Before February 4, 2022, the agents had read a bulletin explaining that border agents found drugs inside “a battery jumper, projector, and a power surge protector in the trunk of [a] vehicle.” Agent Roberts had been involved in at least five previous cases involving battery jumpers being used to conceal drugs. Agent Ortiz had never seen a battery charger used to hide drugs before and had never seized a battery charger.
The agents went to Hernandez-Pena's car as she started to back out of her parking spot. She backed out about three or four feet but then stopped because the agents were approaching her car. Agent Ortiz walked around the front of her car to the driver's side, and Agent Roberts walked from behind her car to the driver's side. Hernandez-Pena asked the agents, “what's going on.” Agent Ortiz asked her what she put in the trunk of her car, and then Agent Roberts identified himself as a law enforcement officer and displayed his badge.
If Hernandez-Pena wanted to back out and turn the front of her car to the left, she likely would have hit one of the agents. If she stepped out of the car, she would have been surrounded by two cars and the two agents. Rodriguez then approached the back of Hernandez-Pena's car, and Agent Ortiz went to speak with her to prevent her from approaching Agent Roberts from behind.
Agent Roberts told Hernandez-Pena that battery chargers from Mexico are dangerous and tended to explode. Hernandez-Pena became very nervous. Her respiratory rate increased, her eyes started darting around, and her hands started trembling. Agent Roberts asked to inspect the charger, but Hernandez-Pena said no because she needed to leave for a meeting. Instead, Hernandez-Pena offered to give Agent Roberts the charger. At that point, Agent Roberts told Hernandez-Pena that she was being detained and that she would need to wait for a K9 unit to arrive.

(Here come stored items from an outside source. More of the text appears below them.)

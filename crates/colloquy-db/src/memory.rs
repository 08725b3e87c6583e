//! In-memory store implementations.
//!
//! Used by test suites and by embedded setups that run without a durable
//! store. Failure injection is deterministic (explicit arm-next-failure
//! switches) so assertions are reproducible.
//!
//! The job store's submission dedup here is check-then-set under one lock —
//! the cooperative single-process guarantee the pipeline is specified
//! against. Cross-process races are a documented gap of the design, not of
//! this implementation.

use std::collections::HashMap;
use std::sync::atomic::{AtomicBool, AtomicUsize, Ordering};
use std::sync::{Arc, Mutex};

use async_trait::async_trait;
use chrono::Utc;
use serde_json::Value as JsonValue;
use uuid::Uuid;

use colloquy_core::{
    new_v7, AnalysisJob, ChatUnit, ConversationStore, Error, InsightRecord, InsightStore,
    JobKind, JobStatus, JobStore, NewInsight, NewProvenanceSource, ProvenanceSource,
    ProvenanceStore, Result, SubmitJobRequest,
};

// =============================================================================
// JOB STORE
// =============================================================================

/// In-memory JobStore.
#[derive(Clone, Default)]
pub struct MemoryJobStore {
    jobs: Arc<Mutex<HashMap<Uuid, AnalysisJob>>>,
}

impl MemoryJobStore {
    /// Create an empty store.
    pub fn new() -> Self {
        Self::default()
    }

    /// Number of stored job rows (any status).
    pub fn len(&self) -> usize {
        self.jobs.lock().unwrap().len()
    }

    /// Whether the store holds no rows.
    pub fn is_empty(&self) -> bool {
        self.len() == 0
    }
}

#[async_trait]
impl JobStore for MemoryJobStore {
    async fn submit(&self, req: SubmitJobRequest) -> Result<Uuid> {
        let mut jobs = self.jobs.lock().unwrap();

        // Check-then-set under the store lock: one non-terminal job per
        // (subject, kind, owner).
        if let Some(existing) = jobs.values().find(|j| {
            !j.status.is_terminal()
                && j.subject_id == req.subject_id
                && j.kind == req.kind
                && j.owner_id == req.owner_id
        }) {
            return Ok(existing.id);
        }

        let now = Utc::now();
        let job = AnalysisJob {
            id: new_v7(),
            kind: req.kind,
            status: JobStatus::Pending,
            progress: 0,
            subject_id: req.subject_id,
            owner_id: req.owner_id,
            metadata: req.metadata,
            result: None,
            error_message: None,
            created_at: now,
            updated_at: now,
        };
        let id = job.id;
        jobs.insert(id, job);
        Ok(id)
    }

    async fn record_terminal(&self, job: AnalysisJob) -> Result<Uuid> {
        if !job.status.is_terminal() {
            return Err(Error::Internal(format!(
                "record_terminal called with non-terminal status {:?}",
                job.status
            )));
        }
        let id = job.id;
        self.jobs.lock().unwrap().insert(id, job);
        Ok(id)
    }

    async fn get(&self, job_id: Uuid) -> Result<Option<AnalysisJob>> {
        Ok(self.jobs.lock().unwrap().get(&job_id).cloned())
    }

    async fn claim_next(&self, kinds: &[JobKind]) -> Result<Option<AnalysisJob>> {
        let mut jobs = self.jobs.lock().unwrap();

        let next_id = jobs
            .values()
            .filter(|j| j.status == JobStatus::Pending)
            .filter(|j| kinds.is_empty() || kinds.contains(&j.kind))
            .min_by_key(|j| j.created_at)
            .map(|j| j.id);

        Ok(next_id.map(|id| {
            let job = jobs.get_mut(&id).unwrap();
            job.status = JobStatus::Running;
            job.updated_at = Utc::now();
            job.clone()
        }))
    }

    async fn update_progress(&self, job_id: Uuid, percent: i32) -> Result<()> {
        let mut jobs = self.jobs.lock().unwrap();
        if let Some(job) = jobs.get_mut(&job_id) {
            if !job.status.is_terminal() {
                job.progress = percent.clamp(0, 100);
                job.updated_at = Utc::now();
            }
        }
        Ok(())
    }

    async fn complete(&self, job_id: Uuid, result: Option<JsonValue>) -> Result<()> {
        let mut jobs = self.jobs.lock().unwrap();
        if let Some(job) = jobs.get_mut(&job_id) {
            if !job.status.is_terminal() {
                job.status = JobStatus::Completed;
                job.progress = 100;
                job.result = result;
                job.updated_at = Utc::now();
            }
        }
        Ok(())
    }

    async fn fail(&self, job_id: Uuid, error: &str) -> Result<()> {
        let mut jobs = self.jobs.lock().unwrap();
        if let Some(job) = jobs.get_mut(&job_id) {
            if !job.status.is_terminal() {
                job.status = JobStatus::Failed;
                job.error_message = Some(error.to_string());
                job.updated_at = Utc::now();
            }
        }
        Ok(())
    }

    async fn list_for_subject(&self, subject_id: &str) -> Result<Vec<AnalysisJob>> {
        let jobs = self.jobs.lock().unwrap();
        let mut out: Vec<AnalysisJob> = jobs
            .values()
            .filter(|j| j.subject_id == subject_id)
            .cloned()
            .collect();
        out.sort_by(|a, b| b.created_at.cmp(&a.created_at));
        Ok(out)
    }

    async fn pending_count(&self) -> Result<i64> {
        let jobs = self.jobs.lock().unwrap();
        Ok(jobs
            .values()
            .filter(|j| j.status == JobStatus::Pending)
            .count() as i64)
    }
}

// =============================================================================
// INSIGHT STORE
// =============================================================================

/// In-memory InsightStore with deterministic failure injection.
#[derive(Clone, Default)]
pub struct MemoryInsightStore {
    records: Arc<Mutex<HashMap<Uuid, InsightRecord>>>,
    source_links: Arc<Mutex<Vec<(Uuid, Uuid)>>>,
    fail_next_bulk_insert: Arc<AtomicBool>,
    fail_next_set_tags: Arc<AtomicBool>,
    bulk_insert_calls: Arc<AtomicUsize>,
}

impl MemoryInsightStore {
    /// Create an empty store.
    pub fn new() -> Self {
        Self::default()
    }

    /// Arm the next `insert_bulk` call to fail with a database error.
    pub fn fail_next_bulk_insert(&self) {
        self.fail_next_bulk_insert.store(true, Ordering::SeqCst);
    }

    /// Arm the next `set_tags` call to fail with a database error.
    pub fn fail_next_set_tags(&self) {
        self.fail_next_set_tags.store(true, Ordering::SeqCst);
    }

    /// Number of `insert_bulk` calls made.
    pub fn bulk_insert_calls(&self) -> usize {
        self.bulk_insert_calls.load(Ordering::SeqCst)
    }

    /// Recorded `(insight_id, source_id)` link rows.
    pub fn source_links(&self) -> Vec<(Uuid, Uuid)> {
        self.source_links.lock().unwrap().clone()
    }
}

#[async_trait]
impl InsightStore for MemoryInsightStore {
    async fn insert_bulk(
        &self,
        container_id: Uuid,
        insights: Vec<NewInsight>,
    ) -> Result<Vec<InsightRecord>> {
        self.bulk_insert_calls.fetch_add(1, Ordering::SeqCst);

        if self.fail_next_bulk_insert.swap(false, Ordering::SeqCst) {
            return Err(Error::Database(sqlx::Error::PoolClosed));
        }

        let mut records_map = self.records.lock().unwrap();
        let base_index = records_map
            .values()
            .filter(|r| r.container_id == container_id)
            .map(|r| r.order_index + 1)
            .max()
            .unwrap_or(0);

        let mut out = Vec::with_capacity(insights.len());
        for (i, insight) in insights.into_iter().enumerate() {
            let record = InsightRecord {
                id: new_v7(),
                container_id,
                title: insight.title,
                content: insight.content,
                tags: insight.tags,
                source_id: insight.source_id,
                created_by: insight.created_by,
                created_at: Utc::now(),
                order_index: base_index + i as i32,
                archived: false,
            };
            records_map.insert(record.id, record.clone());
            out.push(record);
        }
        Ok(out)
    }

    async fn set_tags(&self, record_id: Uuid, tags: &[String]) -> Result<()> {
        if self.fail_next_set_tags.swap(false, Ordering::SeqCst) {
            return Err(Error::Database(sqlx::Error::PoolClosed));
        }
        let mut records = self.records.lock().unwrap();
        if let Some(record) = records.get_mut(&record_id) {
            record.tags = tags.to_vec();
        }
        Ok(())
    }

    async fn link_source(&self, record_id: Uuid, source_id: Uuid) -> Result<()> {
        self.source_links.lock().unwrap().push((record_id, source_id));
        Ok(())
    }

    async fn archive(&self, record_id: Uuid) -> Result<()> {
        let mut records = self.records.lock().unwrap();
        if let Some(record) = records.get_mut(&record_id) {
            record.archived = true;
        }
        Ok(())
    }

    async fn list_for_container(&self, container_id: Uuid) -> Result<Vec<InsightRecord>> {
        let records = self.records.lock().unwrap();
        let mut out: Vec<InsightRecord> = records
            .values()
            .filter(|r| r.container_id == container_id && !r.archived)
            .cloned()
            .collect();
        out.sort_by_key(|r| r.order_index);
        Ok(out)
    }
}

// =============================================================================
// PROVENANCE STORE
// =============================================================================

/// In-memory ProvenanceStore with deterministic failure injection.
#[derive(Clone, Default)]
pub struct MemoryProvenanceStore {
    sources: Arc<Mutex<HashMap<Uuid, ProvenanceSource>>>,
    fail_next_create: Arc<AtomicBool>,
    create_calls: Arc<AtomicUsize>,
}

impl MemoryProvenanceStore {
    /// Create an empty store.
    pub fn new() -> Self {
        Self::default()
    }

    /// Arm the next `create` call to fail with a database error.
    pub fn fail_next_create(&self) {
        self.fail_next_create.store(true, Ordering::SeqCst);
    }

    /// Number of `create` calls made.
    pub fn create_calls(&self) -> usize {
        self.create_calls.load(Ordering::SeqCst)
    }

    /// Number of sources recorded.
    pub fn len(&self) -> usize {
        self.sources.lock().unwrap().len()
    }

    /// Whether the store holds no sources.
    pub fn is_empty(&self) -> bool {
        self.len() == 0
    }
}

#[async_trait]
impl ProvenanceStore for MemoryProvenanceStore {
    async fn create(&self, source: NewProvenanceSource) -> Result<ProvenanceSource> {
        self.create_calls.fetch_add(1, Ordering::SeqCst);

        if self.fail_next_create.swap(false, Ordering::SeqCst) {
            return Err(Error::Database(sqlx::Error::PoolClosed));
        }

        let created = ProvenanceSource {
            id: new_v7(),
            kind: source.kind,
            label: source.label,
            meta: source.meta,
            created_at: Utc::now(),
        };
        self.sources
            .lock()
            .unwrap()
            .insert(created.id, created.clone());
        Ok(created)
    }

    async fn get(&self, source_id: Uuid) -> Result<Option<ProvenanceSource>> {
        Ok(self.sources.lock().unwrap().get(&source_id).cloned())
    }
}

// =============================================================================
// CONVERSATION STORE
// =============================================================================

/// In-memory ConversationStore seeded by tests or an embedding application.
#[derive(Clone, Default)]
pub struct MemoryConversationStore {
    units: Arc<Mutex<HashMap<String, Vec<ChatUnit>>>>,
}

impl MemoryConversationStore {
    /// Create an empty store.
    pub fn new() -> Self {
        Self::default()
    }

    /// Append one unit to a subject's conversation.
    pub fn push_unit(&self, subject_id: &str, unit: ChatUnit) {
        self.units
            .lock()
            .unwrap()
            .entry(subject_id.to_string())
            .or_default()
            .push(unit);
    }

    /// Append `count` synthetic units to a subject's conversation.
    pub fn push_units(&self, subject_id: &str, count: usize) {
        let mut units = self.units.lock().unwrap();
        let list = units.entry(subject_id.to_string()).or_default();
        let base = list.len();
        for i in 0..count {
            list.push(ChatUnit {
                text: format!("message {}", base + i),
                author_name: "tester".to_string(),
                timestamp: Utc::now(),
            });
        }
    }
}

#[async_trait]
impl ConversationStore for MemoryConversationStore {
    async fn unit_count(&self, subject_id: &str) -> Result<usize> {
        Ok(self
            .units
            .lock()
            .unwrap()
            .get(subject_id)
            .map(|u| u.len())
            .unwrap_or(0))
    }

    async fn recent_units(&self, subject_id: &str, limit: usize) -> Result<Vec<ChatUnit>> {
        let units = self.units.lock().unwrap();
        let list = units.get(subject_id).cloned().unwrap_or_default();
        let start = list.len().saturating_sub(limit);
        Ok(list[start..].to_vec())
    }
}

About the same time, Agent Ortiz and Rodriguez went to her car to speak there. Rodriguez told Agent Ortiz that she was hired to review products, including the charger, and had a clipboard with a survey of a product filled out. Agent Ortiz told Agent Roberts what Rodriguez had said. Rodriguez then started backing out of her parking spot, but Agent Ortiz ordered her to stop, turn off her car, and exit her car.

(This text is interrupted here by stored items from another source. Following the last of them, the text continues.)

//! Insight response parser: raw analysis payload → typed candidates.
//!
//! The payload is semi-structured text from an unreliable model. The parser
//! is tolerant per-field — a block missing a subsection yields empty/default
//! values — and fatal only when a non-empty payload produces no blocks at
//! all, which distinguishes "nothing to say" from "unparseable output".

use chrono::Utc;
use tracing::trace;

use colloquy_core::defaults::{
    INSIGHT_BLOCK_DELIMITER, INSIGHT_CONTEXT_LABEL, INSIGHT_TAGS_LABEL,
};
use colloquy_core::{Error, InsightCandidate, Result};

/// Parse a raw analysis payload into insight candidates.
///
/// Blocks are separated by a line containing exactly `---`. An empty input
/// yields an empty list; a non-empty input that yields zero blocks is a
/// `Parse` error, never an empty success.
pub fn parse(raw_text: &str) -> Result<Vec<InsightCandidate>> {
    if raw_text.is_empty() {
        return Ok(Vec::new());
    }

    let blocks = split_blocks(raw_text);
    if blocks.is_empty() {
        return Err(Error::Parse(
            "no insight blocks found in non-empty payload".to_string(),
        ));
    }

    // One timestamp per batch; the index keeps ids unique within it.
    let batch_millis = Utc::now().timestamp_millis();

    Ok(blocks
        .iter()
        .enumerate()
        .map(|(index, block)| parse_block(block, index, batch_millis))
        .collect())
}

/// Split the payload on standalone delimiter lines, dropping blank blocks.
fn split_blocks(raw_text: &str) -> Vec<String> {
    let mut blocks = Vec::new();
    let mut current = String::new();

    for line in raw_text.lines() {
        if line.trim() == INSIGHT_BLOCK_DELIMITER {
            if !current.trim().is_empty() {
                blocks.push(current.clone());
            }
            current.clear();
        } else {
            current.push_str(line);
            current.push('\n');
        }
    }
    if !current.trim().is_empty() {
        blocks.push(current);
    }

    blocks
}

/// Parse one block into a candidate. Never fails: missing subsections fall
/// back to defaults.
fn parse_block(block: &str, index: usize, batch_millis: i64) -> InsightCandidate {
    let mut title: Option<String> = None;
    let mut tags: Vec<String> = Vec::new();
    let mut body_lines: Vec<String> = Vec::new();
    let mut in_context = false;

    for line in block.lines() {
        let trimmed = line.trim();

        if title.is_none() && trimmed.starts_with('#') {
            let text = trimmed.trim_start_matches('#').trim();
            if !text.is_empty() {
                title = Some(text.to_string());
            }
            continue;
        }

        if let Some(rest) = trimmed.strip_prefix(INSIGHT_TAGS_LABEL) {
            in_context = false;
            tags = rest
                .split(',')
                .map(|t| t.trim().to_string())
                .filter(|t| !t.is_empty())
                .collect();
            continue;
        }

        if let Some(rest) = trimmed.strip_prefix(INSIGHT_CONTEXT_LABEL) {
            in_context = true;
            let rest = rest.trim();
            if !rest.is_empty() {
                body_lines.push(rest.to_string());
            }
            continue;
        }

        if in_context {
            body_lines.push(demote_heading(line));
        }
    }

    let title = title.unwrap_or_else(|| format!("Insight {}", index + 1));
    let content = body_lines.join("\n").trim().to_string();

    trace!(
        index,
        title = %title,
        tag_count = tags.len(),
        "Parsed insight block"
    );

    InsightCandidate {
        id: format!("{}-{}", batch_millis, index),
        title,
        content,
        tags,
    }
}

/// Demote a nested heading one level so block titles stay outermost when
/// rendered downstream.
fn demote_heading(line: &str) -> String {
    let trimmed = line.trim_start();
    if trimmed.starts_with('#') {
        format!("#{}", trimmed)
    } else {
        line.to_string()
    }
}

The agents called the K9 unit, which took about thirty minutes to arrive. When the unit arrived, Hernandez-Pena consented to a search of her car. The dog altered to the presence of narcotics in the chargers in the trunk of the car. The narcotics tested positive for methamphetamine hydrochloride. Agent Ortiz then read Rodriguez her rights and arrested her. Agent Roberts arrested Hernandez-Pena.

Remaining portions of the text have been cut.